Cooper addressed questions about the potential for the state to move backward on the reopening process.

“We certainly don’t want to, but that we are going to let the data guide our decisions,” he said. “Right now, we don’t have an overload at our hospitals. Right now, we don’t have a massive spike. So, we’re doing some things right.”

State Health and Human Services Secretary Dr. Mandy Cohen talked about her concerns as people prepare to celebrate the holidays together.

She said the state will release guidance on that in the next several days. She also suggested people who plan to travel to get screened for COVID-19 but noted there are limitations on the accuracy of those tests.

“I’m concerned that our numbers will trend even higher as people gather together for the holidays,” she said.

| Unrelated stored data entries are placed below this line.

//! Directory walker implementation using walkdir.
//!
//! # Overview
//!
//! This module provides the [`Walker`] struct for enumerating the candidate
//! files under a root. Traversal is single-threaded and sorted by file name,
//! so the same tree always yields the same sequence of paths.
//!
//! # Features
//!
//! - Symbolic links are never followed and never yielded
//! - Optional exclusion of hidden paths (a component starting with `.`)
//! - Optional exclusion of zero-length files
//! - Graceful shutdown via atomic flag
//!
//! # Example
//!
//! ```no_run
//! use dupurge::scanner::{Walker, WalkerConfig};
//! use std::path::Path;
//!
//! let walker = Walker::new(Path::new("/home/user/Pictures"), WalkerConfig::default());
//! let files: Vec<_> = walker.walk().filter_map(Result::ok).collect();
//! println!("Found {} files", files.len());
//! ```

use std::path::{Path, PathBuf};
use std::sync::atomic::{AtomicBool, Ordering};
use std::sync::Arc;

use walkdir::{DirEntry, WalkDir};

use super::{ScanError, WalkerConfig};

/// Directory walker for file discovery.
#[derive(Debug)]
pub struct Walker {
    /// Root path to walk
    root: PathBuf,
    /// Walker configuration
    config: WalkerConfig,
    /// Optional shutdown flag for graceful termination
    shutdown_flag: Option<Arc<AtomicBool>>,
}

impl Walker {
    /// Create a new walker for the given path.
    #[must_use]
    pub fn new(path: &Path, config: WalkerConfig) -> Self {
        Self {
            root: path.to_path_buf(),
            config,
            shutdown_flag: None,
        }
    }

    /// Set the shutdown flag for graceful termination.
    ///
    /// When the flag is set to `true`, the walker stops yielding entries.
    #[must_use]
    pub fn with_shutdown_flag(mut self, flag: Arc<AtomicBool>) -> Self {
        self.shutdown_flag = Some(flag);
        self
    }

    /// Root directory this walker enumerates.
    #[must_use]
    pub fn root(&self) -> &Path {
        &self.root
    }

    fn is_shutdown_requested(&self) -> bool {
        self.shutdown_flag
            .as_ref()
            .is_some_and(|f| f.load(Ordering::SeqCst))
    }

    /// True when a component below the root starts with a dot.
    fn is_hidden(&self, path: &Path) -> bool {
        let relative = path.strip_prefix(&self.root).unwrap_or(path);
        relative
            .components()
            .any(|c| c.as_os_str().to_string_lossy().starts_with('.'))
    }

    /// Prune hidden directories early instead of filtering every file below them.
    fn keep_entry(&self, entry: &DirEntry) -> bool {
        entry.depth() == 0 || self.config.include_hidden || !self.is_hidden(entry.path())
    }

    /// Walk the directory tree, yielding file paths.
    ///
    /// Errors are yielded as [`ScanError`] values rather than stopping
    /// iteration; the caller decides whether they are fatal.
    pub fn walk(&self) -> impl Iterator<Item = Result<PathBuf, ScanError>> + '_ {
        let walk_dir = WalkDir::new(&self.root)
            .follow_links(false)
            .sort_by_file_name();

        walk_dir
            .into_iter()
            .filter_entry(move |entry| self.keep_entry(entry))
            .take_while(move |_| {
                let stop = self.is_shutdown_requested();
                if stop {
                    log::debug!("Walker: Shutdown requested, stopping iteration");
                }
                !stop
            })
            .filter_map(move |entry_result| match entry_result {
                Ok(entry) => self.process_entry(entry),
                Err(e) => Some(Err(self.handle_walk_error(e))),
            })
    }

    /// Turn a directory entry into a candidate path if it passes the filters.
    fn process_entry(&self, entry: DirEntry) -> Option<Result<PathBuf, ScanError>> {
        let file_type = entry.file_type();

        if file_type.is_symlink() {
            log::trace!("Skipping symlink: {}", entry.path().display());
            return None;
        }
        if !file_type.is_file() {
            return None;
        }

        if !self.config.include_empty {
            match entry.metadata() {
                Ok(metadata) if metadata.len() == 0 => {
                    log::trace!("Skipping empty file: {}", entry.path().display());
                    return None;
                }
                Ok(_) => {}
                Err(e) => return Some(Err(self.handle_walk_error(e))),
            }
        }

        Some(Ok(entry.into_path()))
    }

    /// Convert a walkdir error into a [`ScanError`].
    fn handle_walk_error(&self, error: walkdir::Error) -> ScanError {
        use std::io::ErrorKind;

        let path = error
            .path()
            .map_or_else(|| self.root.clone(), Path::to_path_buf);

        match error.io_error().map(std::io::Error::kind) {
            Some(ErrorKind::PermissionDenied) => {
                log::warn!("Permission denied: {}", path.display());
                ScanError::PermissionDenied(path)
            }
            Some(ErrorKind::NotFound) => {
                log::debug!("Path not found (may have been deleted): {}", path.display());
                ScanError::NotFound(path)
            }
            _ => {
                log::warn!("Walker error for {}: {}", path.display(), error);
                let source = error
                    .into_io_error()
                    .unwrap_or_else(|| std::io::Error::other("filesystem loop detected"));
                ScanError::Io { path, source }
            }
        }
    }
}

Dr. Dennis Taylor, president of the North Carolina Nurses Association, said reinstating restrictions is “a serious concern” in the coming months but stressed that people should continue to take steps such as wearing a mask and practicing social distancing to minimize the spread of the virus.

“I think we’d begin to see a gradual closing of some of the larger events, or larger gatherings, as well as some more restrictions on some of the areas where we begin to see clusters,” he said.

Sharon May, who owns Relish Craft Kitchen and Bourbon Bar in Raleigh, said she’s concerned the colder months will make it that much more difficult for her business.

Because of the risk of spreading COVID-19, she still has not opened her restaurant for people to dine inside, instead offering outdoor seating or take-out/delivery.

“As an entrepreneur, you’re supposed to take risks. And, I do all the time. But, this is just a risk that I’ve assessed that I don’t want to be part of the problem,” she said.

She closed the restaurant for two weeks this summer after some employees tested positive for COVID-19.

May said because outdoor dining presents a lower risk of the disease spreading, she felt comfortable reopening the patio for people to eat at her restaurant. Tables are spaced at least six feet apart and have a QR code people can scan if they want to avoid holding a menu.

“I’m less worried about transmission in that setting. So, for me, it’s the weather that worries me more now than rising or lowering cases,” she said.

Her sales are “almost half” of what they were before the pandemic began, she said. With limited heaters outside for the colder months, she’s concerned about the hit she could take with fewer tables available for customers.